* Task instructions:
Go through the data below. Pull out every line that has the word "ManualScheduler".

Saved entries:
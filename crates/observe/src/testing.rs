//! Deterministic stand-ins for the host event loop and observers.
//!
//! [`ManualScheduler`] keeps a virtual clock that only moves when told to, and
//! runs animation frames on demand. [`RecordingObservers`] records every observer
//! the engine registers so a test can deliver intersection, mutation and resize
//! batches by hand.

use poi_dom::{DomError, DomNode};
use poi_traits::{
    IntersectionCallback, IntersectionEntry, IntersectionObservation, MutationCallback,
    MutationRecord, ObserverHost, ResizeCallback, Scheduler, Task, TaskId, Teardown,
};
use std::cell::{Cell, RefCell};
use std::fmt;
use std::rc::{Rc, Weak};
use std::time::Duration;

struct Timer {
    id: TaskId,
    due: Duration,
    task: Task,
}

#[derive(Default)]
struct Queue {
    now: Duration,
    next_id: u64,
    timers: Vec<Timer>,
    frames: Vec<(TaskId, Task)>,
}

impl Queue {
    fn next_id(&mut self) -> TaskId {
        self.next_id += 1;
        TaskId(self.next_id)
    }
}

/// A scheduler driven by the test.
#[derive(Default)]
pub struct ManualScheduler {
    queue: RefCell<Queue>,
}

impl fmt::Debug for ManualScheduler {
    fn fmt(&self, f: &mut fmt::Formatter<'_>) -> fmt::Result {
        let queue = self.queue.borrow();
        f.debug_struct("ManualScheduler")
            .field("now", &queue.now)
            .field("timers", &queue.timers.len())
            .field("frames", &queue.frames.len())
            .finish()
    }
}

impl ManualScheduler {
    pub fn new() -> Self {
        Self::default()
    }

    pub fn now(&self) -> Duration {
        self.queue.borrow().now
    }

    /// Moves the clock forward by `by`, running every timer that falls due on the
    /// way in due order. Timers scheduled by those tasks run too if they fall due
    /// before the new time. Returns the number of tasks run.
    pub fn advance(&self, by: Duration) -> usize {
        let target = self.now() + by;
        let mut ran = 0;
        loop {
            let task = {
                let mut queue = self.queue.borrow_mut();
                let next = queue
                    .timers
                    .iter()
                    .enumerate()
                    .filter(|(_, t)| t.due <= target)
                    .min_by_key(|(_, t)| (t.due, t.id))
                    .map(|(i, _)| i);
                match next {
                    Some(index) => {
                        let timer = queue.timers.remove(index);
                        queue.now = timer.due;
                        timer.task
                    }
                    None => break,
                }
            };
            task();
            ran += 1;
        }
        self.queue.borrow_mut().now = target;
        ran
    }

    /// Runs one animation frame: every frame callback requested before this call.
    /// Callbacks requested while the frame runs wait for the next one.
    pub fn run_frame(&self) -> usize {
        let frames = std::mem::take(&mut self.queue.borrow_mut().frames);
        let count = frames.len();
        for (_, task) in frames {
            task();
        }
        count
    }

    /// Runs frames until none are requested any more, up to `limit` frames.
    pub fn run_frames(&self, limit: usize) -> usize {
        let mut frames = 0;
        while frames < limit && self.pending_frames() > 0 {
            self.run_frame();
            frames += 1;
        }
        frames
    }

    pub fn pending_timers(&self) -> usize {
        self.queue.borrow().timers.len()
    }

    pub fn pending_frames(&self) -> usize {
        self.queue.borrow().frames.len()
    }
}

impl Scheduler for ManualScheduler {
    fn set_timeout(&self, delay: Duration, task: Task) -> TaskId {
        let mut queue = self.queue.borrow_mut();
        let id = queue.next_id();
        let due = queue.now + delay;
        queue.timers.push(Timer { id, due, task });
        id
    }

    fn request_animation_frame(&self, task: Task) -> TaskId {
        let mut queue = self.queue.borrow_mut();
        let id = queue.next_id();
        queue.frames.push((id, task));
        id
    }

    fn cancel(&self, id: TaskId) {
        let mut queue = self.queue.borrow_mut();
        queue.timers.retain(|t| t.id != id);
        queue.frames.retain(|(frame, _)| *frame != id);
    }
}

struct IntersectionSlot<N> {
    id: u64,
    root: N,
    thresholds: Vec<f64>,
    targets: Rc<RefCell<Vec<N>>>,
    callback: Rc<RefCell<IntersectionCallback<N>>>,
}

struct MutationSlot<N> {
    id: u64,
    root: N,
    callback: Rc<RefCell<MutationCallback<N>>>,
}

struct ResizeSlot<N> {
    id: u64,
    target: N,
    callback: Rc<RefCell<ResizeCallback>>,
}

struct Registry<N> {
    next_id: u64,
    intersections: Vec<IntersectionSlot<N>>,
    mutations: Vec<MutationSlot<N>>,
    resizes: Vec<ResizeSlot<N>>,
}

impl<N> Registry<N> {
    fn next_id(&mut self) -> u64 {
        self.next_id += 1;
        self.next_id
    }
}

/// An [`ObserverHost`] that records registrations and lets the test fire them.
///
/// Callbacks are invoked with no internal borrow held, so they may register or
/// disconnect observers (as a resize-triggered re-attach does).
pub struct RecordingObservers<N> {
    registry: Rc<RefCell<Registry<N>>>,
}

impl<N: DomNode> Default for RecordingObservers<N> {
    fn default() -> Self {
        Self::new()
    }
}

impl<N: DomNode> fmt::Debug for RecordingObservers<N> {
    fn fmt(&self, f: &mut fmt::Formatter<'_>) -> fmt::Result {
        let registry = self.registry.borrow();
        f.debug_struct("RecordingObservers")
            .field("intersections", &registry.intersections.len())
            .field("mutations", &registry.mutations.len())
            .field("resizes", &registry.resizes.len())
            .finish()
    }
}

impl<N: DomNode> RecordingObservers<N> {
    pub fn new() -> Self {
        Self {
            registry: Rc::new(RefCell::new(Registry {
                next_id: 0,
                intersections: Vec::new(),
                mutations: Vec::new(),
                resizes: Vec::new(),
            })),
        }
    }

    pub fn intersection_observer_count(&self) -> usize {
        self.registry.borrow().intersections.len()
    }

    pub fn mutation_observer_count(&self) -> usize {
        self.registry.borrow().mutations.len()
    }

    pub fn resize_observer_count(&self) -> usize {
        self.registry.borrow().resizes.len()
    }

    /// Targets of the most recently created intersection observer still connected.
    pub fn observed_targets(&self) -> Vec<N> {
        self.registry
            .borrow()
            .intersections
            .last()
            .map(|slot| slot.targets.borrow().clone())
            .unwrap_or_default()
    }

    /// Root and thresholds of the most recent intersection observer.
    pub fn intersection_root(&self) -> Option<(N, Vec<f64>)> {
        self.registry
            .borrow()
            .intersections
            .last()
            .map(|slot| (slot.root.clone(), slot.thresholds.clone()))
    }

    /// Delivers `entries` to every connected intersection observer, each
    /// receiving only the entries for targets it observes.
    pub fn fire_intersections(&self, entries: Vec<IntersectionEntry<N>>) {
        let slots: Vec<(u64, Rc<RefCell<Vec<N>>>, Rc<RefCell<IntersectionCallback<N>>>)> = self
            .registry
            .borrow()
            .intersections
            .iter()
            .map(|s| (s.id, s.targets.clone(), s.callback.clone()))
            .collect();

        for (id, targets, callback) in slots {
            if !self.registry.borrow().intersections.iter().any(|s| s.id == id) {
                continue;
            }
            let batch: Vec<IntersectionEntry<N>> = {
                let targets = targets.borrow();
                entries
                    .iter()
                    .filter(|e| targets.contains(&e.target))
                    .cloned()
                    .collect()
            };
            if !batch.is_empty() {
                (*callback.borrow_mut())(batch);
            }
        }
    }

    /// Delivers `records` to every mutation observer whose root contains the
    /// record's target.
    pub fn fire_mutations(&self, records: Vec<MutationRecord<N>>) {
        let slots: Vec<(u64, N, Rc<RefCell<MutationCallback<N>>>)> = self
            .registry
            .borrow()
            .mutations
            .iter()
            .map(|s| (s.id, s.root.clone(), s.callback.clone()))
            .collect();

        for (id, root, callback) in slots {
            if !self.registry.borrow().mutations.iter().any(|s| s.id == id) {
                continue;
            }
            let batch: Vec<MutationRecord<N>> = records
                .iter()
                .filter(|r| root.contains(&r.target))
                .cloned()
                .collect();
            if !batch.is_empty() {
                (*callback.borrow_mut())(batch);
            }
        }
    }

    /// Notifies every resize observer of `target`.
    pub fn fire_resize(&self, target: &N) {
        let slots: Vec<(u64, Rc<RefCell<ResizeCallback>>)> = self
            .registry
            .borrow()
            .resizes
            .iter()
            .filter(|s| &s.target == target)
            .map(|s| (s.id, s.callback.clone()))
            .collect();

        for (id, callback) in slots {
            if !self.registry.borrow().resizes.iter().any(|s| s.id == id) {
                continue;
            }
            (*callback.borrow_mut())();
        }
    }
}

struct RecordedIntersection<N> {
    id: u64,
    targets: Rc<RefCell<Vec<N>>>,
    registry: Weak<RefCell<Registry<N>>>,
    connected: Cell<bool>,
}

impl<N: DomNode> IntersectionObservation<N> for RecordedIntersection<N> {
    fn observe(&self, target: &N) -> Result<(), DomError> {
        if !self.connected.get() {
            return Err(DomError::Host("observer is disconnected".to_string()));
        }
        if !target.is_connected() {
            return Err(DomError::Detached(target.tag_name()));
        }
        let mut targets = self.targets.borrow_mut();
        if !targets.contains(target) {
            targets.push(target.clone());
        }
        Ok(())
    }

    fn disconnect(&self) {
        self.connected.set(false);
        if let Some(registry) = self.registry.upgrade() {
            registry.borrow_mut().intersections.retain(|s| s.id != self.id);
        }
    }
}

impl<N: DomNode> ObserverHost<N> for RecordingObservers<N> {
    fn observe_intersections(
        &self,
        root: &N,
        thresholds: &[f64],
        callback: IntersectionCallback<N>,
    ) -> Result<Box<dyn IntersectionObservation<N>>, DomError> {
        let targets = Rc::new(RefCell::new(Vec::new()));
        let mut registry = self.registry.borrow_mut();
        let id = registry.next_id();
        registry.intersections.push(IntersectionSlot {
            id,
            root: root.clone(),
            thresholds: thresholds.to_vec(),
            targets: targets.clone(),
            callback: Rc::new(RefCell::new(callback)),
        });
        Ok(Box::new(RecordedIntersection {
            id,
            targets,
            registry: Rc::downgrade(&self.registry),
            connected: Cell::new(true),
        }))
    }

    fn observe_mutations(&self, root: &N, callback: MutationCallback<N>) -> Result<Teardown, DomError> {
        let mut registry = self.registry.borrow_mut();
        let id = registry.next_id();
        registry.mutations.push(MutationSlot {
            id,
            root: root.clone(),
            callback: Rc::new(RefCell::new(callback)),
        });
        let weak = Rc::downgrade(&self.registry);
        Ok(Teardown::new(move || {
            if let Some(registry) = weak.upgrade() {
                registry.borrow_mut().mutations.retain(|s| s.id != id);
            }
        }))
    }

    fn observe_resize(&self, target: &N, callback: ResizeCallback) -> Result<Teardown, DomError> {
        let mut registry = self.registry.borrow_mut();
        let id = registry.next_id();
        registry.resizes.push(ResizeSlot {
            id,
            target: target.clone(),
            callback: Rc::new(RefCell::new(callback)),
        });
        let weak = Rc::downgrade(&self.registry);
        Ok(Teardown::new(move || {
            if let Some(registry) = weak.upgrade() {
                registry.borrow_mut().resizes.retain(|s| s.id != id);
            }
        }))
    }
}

* Task solution:
//! [`ManualScheduler`] keeps a virtual clock that only moves when told to, and
pub struct ManualScheduler {
impl fmt::Debug for ManualScheduler {
        f.debug_struct("ManualScheduler")
impl ManualScheduler {
impl Scheduler for ManualScheduler {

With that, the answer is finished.